Mit der Senkung der Belichtungszeit auf unter einer Minute wurde die Portraitfotografie technisch möglich und kommerziell nutzbar. Ab 1841 breiteten sich die Portraitateliers weltweit explosionsartig aus. Gleichzeitig bildete sich eine Industrie heraus, die die benötigten Kameras, Chemikalien und vor allem die silberbeschichteten Kupferplatten herstellte. Bei diesen Platten war die Silberschicht doubliert, d.h. sie wurde durch ein Walzverfahren aufgetragen. Anders als mit der galvanische Versilberung war auf diese Weise eine gleichmäßige Dicke der Silberschicht zu erzielen, die erforderlich ist, um über die ganze Bildoberfläche eine gleichmäßige Lichtempfindlichkeit zu erzielen. Dennoch war die Daguerrotypie ein recht teures Verfahren. Ein Bild kostete etwas den Gegenwert von zwei Wochenlöhnen eines Zimmermanns.

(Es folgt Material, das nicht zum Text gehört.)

//! Schema migrations for Minigram.

pub use sea_orm_migration::prelude::*;

mod m20250601_000001_create_users;
mod m20250601_000002_create_posts;
mod m20250601_000003_create_likes;
mod m20250601_000004_create_activities;

pub struct Migrator;

#[async_trait::async_trait]
impl MigratorTrait for Migrator {
    fn migrations() -> Vec<Box<dyn MigrationTrait>> {
        vec![
            Box::new(m20250601_000001_create_users::Migration),
            Box::new(m20250601_000002_create_posts::Migration),
            Box::new(m20250601_000003_create_likes::Migration),
            Box::new(m20250601_000004_create_activities::Migration),
        ]
    }
}
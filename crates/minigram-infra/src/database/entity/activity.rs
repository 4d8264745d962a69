//! Activity entity for SeaORM. Rows are append-only.

use sea_orm::entity::prelude::*;

#[derive(Clone, Debug, PartialEq, Eq, DeriveEntityModel)]
#[sea_orm(table_name = "activities")]
pub struct Model {
    #[sea_orm(primary_key)]
    pub id: i64,
    pub user_id: i64,
    pub action: String,
    #[sea_orm(column_type = "Text")]
    pub description: String,
    pub created_at: DateTimeWithTimeZone,
}

#[derive(Copy, Clone, Debug, EnumIter, DeriveRelation)]
pub enum Relation {
    #[sea_orm(
        belongs_to = "super::user::Entity",
        from = "Column::UserId",
        to = "super::user::Column::Id",
        on_update = "Cascade",
        on_delete = "Cascade"
    )]
    User,
}

impl Related<super::user::Entity> for Entity {
    fn to() -> RelationDef {
        Relation::User.def()
    }
}

impl ActiveModelBehavior for ActiveModel {}

impl From<Model> for minigram_core::domain::Activity {
    fn from(model: Model) -> Self {
        Self {
            id: model.id,
            user_id: model.user_id,
            action: model.action,
            description: model.description,
            created_at: model.created_at.into(),
        }
    }
}
use chrono::{DateTime, Utc};
use serde::{Deserialize, Serialize};

/// Activity entity - an append-only audit record of a user action.
#[derive(Debug, Clone, Serialize, Deserialize)]
pub struct Activity {
    pub id: i64,
    pub user_id: i64,
    pub action: String,
    pub description: String,
    pub created_at: DateTime<Utc>,
}

/// Action tags recorded in the audit trail.
#[derive(Debug, Clone, Copy, PartialEq, Eq)]
pub enum ActivityAction {
    PostCreate,
    PostDelete,
    LikeCreate,
    LikeDelete,
}

impl ActivityAction {
    pub fn as_str(self) -> &'static str {
        match self {
            ActivityAction::PostCreate => "POST_CREATE",
            ActivityAction::PostDelete => "POST_DELETE",
            ActivityAction::LikeCreate => "LIKE_CREATE",
            ActivityAction::LikeDelete => "LIKE_DELETE",
        }
    }
}

/// Audit entry to append.
#[derive(Debug, Clone)]
pub struct NewActivity {
    pub user_id: i64,
    pub action: ActivityAction,
    pub description: String,
}
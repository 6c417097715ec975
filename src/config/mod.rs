#[cfg(test)]
mod tests;

use anyhow::{Context, Result};
use serde::{Deserialize, Serialize};
use std::fs;
use std::path::{Path, PathBuf};
use thiserror::Error;
use url::Url;

/// Environment variable consulted when `[provider].api_key` is unset.
pub const API_KEY_ENV: &str = "RECALL_API_KEY";

pub const DEFAULT_EMBEDDING_DIMENSION: u32 = 768;

#[derive(Debug, Clone, Serialize, Deserialize, PartialEq)]
pub struct Config {
    #[serde(default)]
    pub provider: ProviderConfig,
    #[serde(default)]
    pub fusion: FusionConfig,
    #[serde(default)]
    pub context: ContextConfig,
    #[serde(default)]
    pub chunking: ChunkingConfig,
    #[serde(skip)]
    pub base_dir: PathBuf,
}

/// Connection settings for the external embedding provider.
#[derive(Debug, Clone, Serialize, Deserialize, PartialEq)]
#[serde(default)]
pub struct ProviderConfig {
    pub base_url: String,
    pub model: String,
    /// Optional inline credential; `RECALL_API_KEY` takes precedence.
    pub api_key: Option<String>,
    pub dimension: u32,
    pub batch_size: u32,
    pub batch_delay_ms: u64,
    pub max_input_tokens: usize,
}

impl Default for ProviderConfig {
    fn default() -> Self {
        Self {
            base_url: "https://api.openai.com".to_string(),
            model: "text-embedding-3-small".to_string(),
            api_key: None,
            dimension: DEFAULT_EMBEDDING_DIMENSION,
            batch_size: 20,
            batch_delay_ms: 100,
            max_input_tokens: 8000,
        }
    }
}

/// Score fusion weights for hybrid search. Provider-specific tuning knobs,
/// deliberately not hard-coded: switching embedding models changes them.
#[derive(Debug, Clone, Serialize, Deserialize, PartialEq)]
#[serde(default)]
pub struct FusionConfig {
    pub semantic_weight: f32,
    pub keyword_weight: f32,
    pub keyword_candidate_limit: u32,
}

impl Default for FusionConfig {
    fn default() -> Self {
        Self {
            semantic_weight: 0.6,
            keyword_weight: 0.4,
            keyword_candidate_limit: 50,
        }
    }
}

#[derive(Debug, Clone, Serialize, Deserialize, PartialEq)]
#[serde(default)]
pub struct ContextConfig {
    /// Budget for assembled context, leaving headroom for the live query
    /// and the model's reply.
    pub max_context_tokens: usize,
    /// Cap on distinct conversations in multi-turn context.
    pub max_conversations: usize,
}

impl Default for ContextConfig {
    fn default() -> Self {
        Self {
            max_context_tokens: 3000,
            max_conversations: 8,
        }
    }
}

#[derive(Debug, Clone, Serialize, Deserialize, PartialEq)]
#[serde(default)]
pub struct ChunkingConfig {
    /// Target character budget per conversation chunk.
    pub target_chunk_chars: usize,
    /// Minimum text length accepted by the embeddability gate.
    pub min_embeddable_chars: usize,
}

impl Default for ChunkingConfig {
    fn default() -> Self {
        Self {
            target_chunk_chars: 6000,
            min_embeddable_chars: 10,
        }
    }
}

#[derive(Debug, Error)]
pub enum ConfigError {
    #[error("Invalid provider URL: {0}")]
    InvalidUrl(String),
    #[error("Invalid model name: {0} (cannot be empty)")]
    InvalidModel(String),
    #[error("Invalid embedding dimension: {0} (must be between 64 and 4096)")]
    InvalidEmbeddingDimension(u32),
    #[error("Invalid batch size: {0} (must be between 1 and 1000)")]
    InvalidBatchSize(u32),
    #[error("Invalid fusion weight: {0} (must be between 0.0 and 1.0)")]
    InvalidFusionWeight(f32),
    #[error("Fusion weights must sum to 1.0, got {0}")]
    FusionWeightsNotNormalized(f32),
    #[error("Invalid keyword candidate limit: {0} (must be between 1 and 1000)")]
    InvalidCandidateLimit(u32),
    #[error("Invalid context token budget: {0} (must be between 100 and 100000)")]
    InvalidContextBudget(usize),
    #[error("Invalid conversation cap: {0} (must be between 1 and 100)")]
    InvalidConversationCap(usize),
    #[error("Invalid target chunk size: {0} (must be between 200 and 100000 chars)")]
    InvalidTargetChunkChars(usize),
    #[error("Invalid minimum embeddable length: {0} (must be between 1 and 1000)")]
    InvalidMinEmbeddableChars(usize),
    #[error("Invalid max input tokens: {0} (must be between 100 and 1000000)")]
    InvalidMaxInputTokens(usize),
    #[error("IO error: {0}")]
    Io(#[from] std::io::Error),
    #[error("TOML parsing error: {0}")]
    TomlParse(#[from] toml::de::Error),
    #[error("TOML serialization error: {0}")]
    TomlSerialize(#[from] toml::ser::Error),
}

impl Config {
    #[inline]
    pub fn load<P: AsRef<Path>>(config_dir: P) -> Result<Self> {
        let config_path = config_dir.as_ref().join("config.toml");

        if !config_path.exists() {
            return Ok(Self {
                base_dir: config_dir.as_ref().to_path_buf(),
                ..Self::default()
            });
        }

        let content = fs::read_to_string(&config_path)
            .with_context(|| format!("Failed to read config file: {}", config_path.display()))?;

        let mut config: Config = toml::from_str(&content)
            .with_context(|| format!("Failed to parse config file: {}", config_path.display()))?;
        config.base_dir = config_dir.as_ref().to_path_buf();

        config
            .validate()
            .context("Configuration validation failed")?;

        Ok(config)
    }

    #[inline]
    pub fn save(&self) -> Result<()> {
        self.validate()
            .context("Configuration validation failed before saving")?;

        fs::create_dir_all(&self.base_dir).with_context(|| {
            format!(
                "Failed to create config directory: {}",
                self.base_dir.display()
            )
        })?;

        let config_path = self.base_dir.join("config.toml");
        let content = toml::to_string_pretty(self).context("Failed to serialize config to TOML")?;

        fs::write(&config_path, content)
            .with_context(|| format!("Failed to write config file: {}", config_path.display()))?;

        Ok(())
    }

    #[inline]
    pub fn validate(&self) -> Result<(), ConfigError> {
        self.provider.validate()?;
        self.fusion.validate()?;

        if !(100..=100_000).contains(&self.context.max_context_tokens) {
            return Err(ConfigError::InvalidContextBudget(
                self.context.max_context_tokens,
            ));
        }

        if !(1..=100).contains(&self.context.max_conversations) {
            return Err(ConfigError::InvalidConversationCap(
                self.context.max_conversations,
            ));
        }

        if !(200..=100_000).contains(&self.chunking.target_chunk_chars) {
            return Err(ConfigError::InvalidTargetChunkChars(
                self.chunking.target_chunk_chars,
            ));
        }

        if !(1..=1000).contains(&self.chunking.min_embeddable_chars) {
            return Err(ConfigError::InvalidMinEmbeddableChars(
                self.chunking.min_embeddable_chars,
            ));
        }

        Ok(())
    }

    /// Path for the SQLite database holding documents and embeddings.
    #[inline]
    pub fn database_path(&self) -> PathBuf {
        self.base_dir.join("recall.db")
    }
}

impl Default for Config {
    #[inline]
    fn default() -> Self {
        Self {
            provider: ProviderConfig::default(),
            fusion: FusionConfig::default(),
            context: ContextConfig::default(),
            chunking: ChunkingConfig::default(),
            base_dir: PathBuf::new(),
        }
    }
}

impl ProviderConfig {
    pub fn validate(&self) -> Result<(), ConfigError> {
        Url::parse(&self.base_url).map_err(|_| ConfigError::InvalidUrl(self.base_url.clone()))?;

        if self.model.trim().is_empty() {
            return Err(ConfigError::InvalidModel(self.model.clone()));
        }

        if !(64..=4096).contains(&self.dimension) {
            return Err(ConfigError::InvalidEmbeddingDimension(self.dimension));
        }

        if self.batch_size == 0 || self.batch_size > 1000 {
            return Err(ConfigError::InvalidBatchSize(self.batch_size));
        }

        if !(100..=1_000_000).contains(&self.max_input_tokens) {
            return Err(ConfigError::InvalidMaxInputTokens(self.max_input_tokens));
        }

        Ok(())
    }

    pub fn endpoint_url(&self) -> Result<Url, ConfigError> {
        Url::parse(&self.base_url).map_err(|_| ConfigError::InvalidUrl(self.base_url.clone()))
    }

    /// Resolve the provider credential, preferring the environment variable.
    pub fn resolve_api_key(&self) -> Option<String> {
        std::env::var(API_KEY_ENV)
            .ok()
            .filter(|k| !k.trim().is_empty())
            .or_else(|| self.api_key.clone())
            .filter(|k| !k.trim().is_empty())
    }
}

impl FusionConfig {
    pub fn validate(&self) -> Result<(), ConfigError> {
        if !(0.0..=1.0).contains(&self.semantic_weight) {
            return Err(ConfigError::InvalidFusionWeight(self.semantic_weight));
        }

        if !(0.0..=1.0).contains(&self.keyword_weight) {
            return Err(ConfigError::InvalidFusionWeight(self.keyword_weight));
        }

        let sum = self.semantic_weight + self.keyword_weight;
        if (sum - 1.0).abs() > 1e-3 {
            return Err(ConfigError::FusionWeightsNotNormalized(sum));
        }

        if self.keyword_candidate_limit == 0 || self.keyword_candidate_limit > 1000 {
            return Err(ConfigError::InvalidCandidateLimit(
                self.keyword_candidate_limit,
            ));
        }

        Ok(())
    }
}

Daguerre erlebte den Siegeszug seiner Erfindung noch. Er starb 1851 vermutlich an einem Aneurysma. Die Daguerrotypie war als fotografisches Verfahren bis in die sechziger Jahre des 19. Jahrhunderts im allgemeinen Gebrauch, in abgelegen Teilen Amerikas sogar noch bis weit in die siebziger Jahre. Der Hauptnachteil der Daguerrotypie war von Beginn an der Umstand, dass das Bild ein Unikat war und auf einfache Weise keine Kopien hergestellt werden konnte. Sie wurde daher von der billigeren Kalotypie abgelöst, besonders im handlichen Format der Carte de Visite.